§ **TASK DETAILS**: For the material that follows, return exactly the lines from the one with "per event, and" through the one with "before any write", both ends included.

--------------------------------

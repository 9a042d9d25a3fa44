//! Per-request classification.

use reqwest::StatusCode;
use thiserror::Error;

/// The request never produced an HTTP response.
#[derive(Debug, Clone, PartialEq, Eq, Error)]
#[error("transport error: {0}")]
pub struct TransportError(pub String);

impl From<reqwest::Error> for TransportError {
    fn from(e: reqwest::Error) -> Self {
        if e.is_timeout() {
            TransportError(format!("timed out: {}", e))
        } else {
            TransportError(e.to_string())
        }
    }
}

/// Bucket a single request falls into.
#[derive(Debug, Clone, Copy, PartialEq, Eq, Hash)]
pub enum RequestOutcome {
    Success,
    RateLimited,
    Error,
}

impl RequestOutcome {
    /// 429 is rate limited, 2xx is success, everything else is an error.
    pub fn classify(result: &Result<StatusCode, TransportError>) -> Self {
        match result {
            Ok(StatusCode::TOO_MANY_REQUESTS) => RequestOutcome::RateLimited,
            Ok(status) if status.is_success() => RequestOutcome::Success,
            Ok(_) | Err(_) => RequestOutcome::Error,
        }
    }

    pub fn as_str(&self) -> &'static str {
        match self {
            RequestOutcome::Success => "success",
            RequestOutcome::RateLimited => "rate-limited",
            RequestOutcome::Error => "error",
        }
    }
}
//! Channel Logs Core - Batch log ingestion with sampled retention
//!
//! This crate accepts batches of log events posted for a channel, validates
//! them against a fixed event schema, persists one record per event, and
//! occasionally sweeps the channel's expired records. The implementation
//! prioritizes:
//!
//! 1. **Correctness** - A batch is validated as a whole before any write
//! 2. **Logging** - Every decision point logged with batch and channel context
//! 3. **Testability** - Storage, clock and randomness are injected
//!
//! ## Architecture
//!
//! The crate is organized into modules:
//! - `pipeline` - Main ingestion orchestrator
//! - `validation` - Batch shape and event field validation
//! - `retention` - Expiration cutoffs, sweep sampling and execution
//! - `storage` - Collaborator traits, in-memory backend, SQL builders
//! - `http` - Ingestion route, rate limiting and the server loop
//! - `harness` - Fixed-rate load generator for the endpoint
//! - `config` - Environment-driven settings for both binaries
//! - `shutdown` - Ctrl+C handling for both binaries
//! - `logging` - Structured logging with batch context

pub mod config;
pub mod harness;
pub mod http;
pub mod logging;
pub mod pipeline;
pub mod retention;
pub mod shutdown;
pub mod storage;
pub mod validation;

--------------------------------

§ **OUTPUT BELOW**:
//! them against a fixed event schema, persists one record per event, and
//! occasionally sweeps the channel's expired records. The implementation
//! prioritizes:
//!
//! 1. **Correctness** - A batch is validated as a whole before any write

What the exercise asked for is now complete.